Chapter 6. SmartDP Reference Architecture

In terms of architecture, SmartDP should be able to support data management, data science, and data engineering, and enable data engineering teams to effectively collaborate with one another (see Figure 6-1).

Functionally, SmartDP is divided into five layers, as shown in Figure 6-1—the data layer, data access layer, infrastructure layer, data application layer, and operation management layer.

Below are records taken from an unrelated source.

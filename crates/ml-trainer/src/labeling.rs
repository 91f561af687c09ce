use crate::features::TARGET;
use core_types::FillRecord;
use polars::prelude::*;

/// Labels each fill as a winner or not.
///
/// # Returns
/// A new Series named `target` containing:
/// - `1`: the fill beat its sample price (lower for a buy, higher for a sell).
/// - `0`: it did not.
pub fn label_winners(fills: &[FillRecord]) -> Series {
    let labels: Vec<i32> = fills.iter().map(|f| i32::from(f.is_winner())).collect();
    Series::new(TARGET, labels)
}

#[cfg(test)]
mod tests {
    use super::*;
    use chrono::NaiveDate;
    use core_types::Side;
    use rust_decimal_macros::dec;

    #[test]
    fn test_labels_follow_side() {
        let date = NaiveDate::from_ymd_opt(2024, 1, 2).unwrap();
        let fills = vec![
            FillRecord::new(date, "JPM", None, "Inst1", Side::Buy, 1, dec!(99), dec!(100)),
            FillRecord::new(date, "JPM", None, "Inst1", Side::Sell, 1, dec!(99), dec!(100)),
            FillRecord::new(date, "JPM", None, "Inst1", Side::Sell, 1, dec!(100), dec!(100)),
        ];
        let labels: Vec<i32> = label_winners(&fills).i32().unwrap().into_no_null_iter().collect();
        assert_eq!(labels, vec![1, 0, 0]);
    }
}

Let’s look at each layer in detail.

isdp 0601
Figure 6-1. SmartDP reference architecture (figure courtesy of Wenfeng Xiao)

Data Layer

The data layer may be divided into self-owned data and third-party data, according to sources.

Self-Owned Data

Self-owned data refers to data that is owned by an enterprise and that can be completely controlled and managed by the enterprise, which is stored in the enterprise or any external platform of a third party.

The self-owned data stored in an enterprise generally includes:

  • Data from mobile smart devices, including user interaction data of native smart phone applications (including Android, iOS, WinPhone) and of vertical application frameworks (including Cocos2D, Unity3D, APICloud, Cordova).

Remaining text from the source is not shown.